● **INFORMATION SHOWN**:
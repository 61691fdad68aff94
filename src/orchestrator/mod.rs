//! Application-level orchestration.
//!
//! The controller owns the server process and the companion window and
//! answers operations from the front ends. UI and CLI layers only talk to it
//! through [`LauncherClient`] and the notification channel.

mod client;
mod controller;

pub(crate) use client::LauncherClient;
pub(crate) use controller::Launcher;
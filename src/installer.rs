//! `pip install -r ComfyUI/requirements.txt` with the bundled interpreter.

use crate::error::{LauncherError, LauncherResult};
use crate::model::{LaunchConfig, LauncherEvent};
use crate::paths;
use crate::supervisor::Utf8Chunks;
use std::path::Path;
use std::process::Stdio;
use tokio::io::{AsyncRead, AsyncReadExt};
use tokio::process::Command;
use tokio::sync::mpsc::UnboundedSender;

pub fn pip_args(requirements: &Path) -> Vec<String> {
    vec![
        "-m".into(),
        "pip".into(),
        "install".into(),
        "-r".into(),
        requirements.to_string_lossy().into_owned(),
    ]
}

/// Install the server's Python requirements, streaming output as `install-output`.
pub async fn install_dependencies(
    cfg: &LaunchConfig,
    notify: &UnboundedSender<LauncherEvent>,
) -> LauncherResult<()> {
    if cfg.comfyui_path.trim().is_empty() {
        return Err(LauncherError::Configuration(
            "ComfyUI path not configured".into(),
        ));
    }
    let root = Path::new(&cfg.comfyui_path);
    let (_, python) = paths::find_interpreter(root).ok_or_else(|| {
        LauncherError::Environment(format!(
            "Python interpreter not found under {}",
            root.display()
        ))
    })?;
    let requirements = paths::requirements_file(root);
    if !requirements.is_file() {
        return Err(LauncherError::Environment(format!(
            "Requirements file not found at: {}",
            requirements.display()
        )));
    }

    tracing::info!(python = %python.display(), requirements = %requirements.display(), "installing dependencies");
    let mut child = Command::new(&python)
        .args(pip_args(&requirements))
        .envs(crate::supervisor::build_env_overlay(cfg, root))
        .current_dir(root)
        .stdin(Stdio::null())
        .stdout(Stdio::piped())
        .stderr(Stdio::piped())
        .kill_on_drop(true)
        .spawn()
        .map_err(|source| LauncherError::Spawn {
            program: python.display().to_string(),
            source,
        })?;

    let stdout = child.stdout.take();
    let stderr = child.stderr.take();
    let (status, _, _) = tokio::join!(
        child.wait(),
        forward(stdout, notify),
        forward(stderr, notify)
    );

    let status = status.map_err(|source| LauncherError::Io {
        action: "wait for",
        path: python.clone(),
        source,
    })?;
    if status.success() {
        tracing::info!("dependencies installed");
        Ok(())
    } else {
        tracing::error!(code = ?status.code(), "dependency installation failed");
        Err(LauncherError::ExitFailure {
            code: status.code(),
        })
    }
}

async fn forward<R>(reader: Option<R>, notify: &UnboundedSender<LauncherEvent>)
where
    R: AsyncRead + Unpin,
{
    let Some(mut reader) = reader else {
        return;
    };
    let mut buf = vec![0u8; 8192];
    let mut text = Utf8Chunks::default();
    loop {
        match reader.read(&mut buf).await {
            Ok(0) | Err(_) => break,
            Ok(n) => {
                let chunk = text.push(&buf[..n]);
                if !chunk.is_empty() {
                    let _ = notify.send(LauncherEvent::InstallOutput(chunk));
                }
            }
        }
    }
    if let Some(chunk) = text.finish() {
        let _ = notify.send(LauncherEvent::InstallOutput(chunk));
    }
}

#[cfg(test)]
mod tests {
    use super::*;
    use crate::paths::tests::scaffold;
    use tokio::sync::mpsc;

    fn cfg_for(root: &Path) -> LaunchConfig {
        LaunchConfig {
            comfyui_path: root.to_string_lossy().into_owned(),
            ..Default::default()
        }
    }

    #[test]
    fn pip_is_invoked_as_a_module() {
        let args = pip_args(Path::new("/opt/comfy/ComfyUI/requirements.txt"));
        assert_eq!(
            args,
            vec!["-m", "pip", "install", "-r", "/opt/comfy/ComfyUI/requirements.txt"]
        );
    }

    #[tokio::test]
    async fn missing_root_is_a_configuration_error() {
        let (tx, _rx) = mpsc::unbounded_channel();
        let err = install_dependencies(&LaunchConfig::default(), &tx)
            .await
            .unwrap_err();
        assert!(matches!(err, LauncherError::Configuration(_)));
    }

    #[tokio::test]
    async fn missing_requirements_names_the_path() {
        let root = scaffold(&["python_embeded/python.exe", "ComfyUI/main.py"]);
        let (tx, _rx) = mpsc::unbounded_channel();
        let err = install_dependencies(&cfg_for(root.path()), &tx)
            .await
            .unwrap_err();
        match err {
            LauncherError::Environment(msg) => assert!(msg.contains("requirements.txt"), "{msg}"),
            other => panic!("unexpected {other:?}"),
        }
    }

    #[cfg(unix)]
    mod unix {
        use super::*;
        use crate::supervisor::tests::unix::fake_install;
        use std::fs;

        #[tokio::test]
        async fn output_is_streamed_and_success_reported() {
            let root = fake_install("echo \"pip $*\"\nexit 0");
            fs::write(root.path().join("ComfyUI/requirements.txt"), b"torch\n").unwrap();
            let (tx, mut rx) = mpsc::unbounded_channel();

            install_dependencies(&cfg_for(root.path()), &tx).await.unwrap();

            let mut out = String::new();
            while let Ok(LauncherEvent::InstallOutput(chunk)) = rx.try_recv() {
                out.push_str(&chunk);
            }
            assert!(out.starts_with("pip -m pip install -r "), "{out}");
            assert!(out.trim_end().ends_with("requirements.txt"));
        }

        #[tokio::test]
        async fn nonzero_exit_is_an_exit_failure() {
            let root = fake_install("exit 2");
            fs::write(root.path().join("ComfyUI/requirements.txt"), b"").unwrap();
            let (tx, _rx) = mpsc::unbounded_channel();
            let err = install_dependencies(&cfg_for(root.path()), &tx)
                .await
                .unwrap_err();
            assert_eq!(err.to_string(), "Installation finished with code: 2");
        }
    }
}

● **ASSIGNMENT**:
Filter the records above and copy every line that contains the word "LauncherClient".

● **EXERCISE RESULT**:
//! through [`LauncherClient`] and the notification channel.
pub(crate) use client::LauncherClient;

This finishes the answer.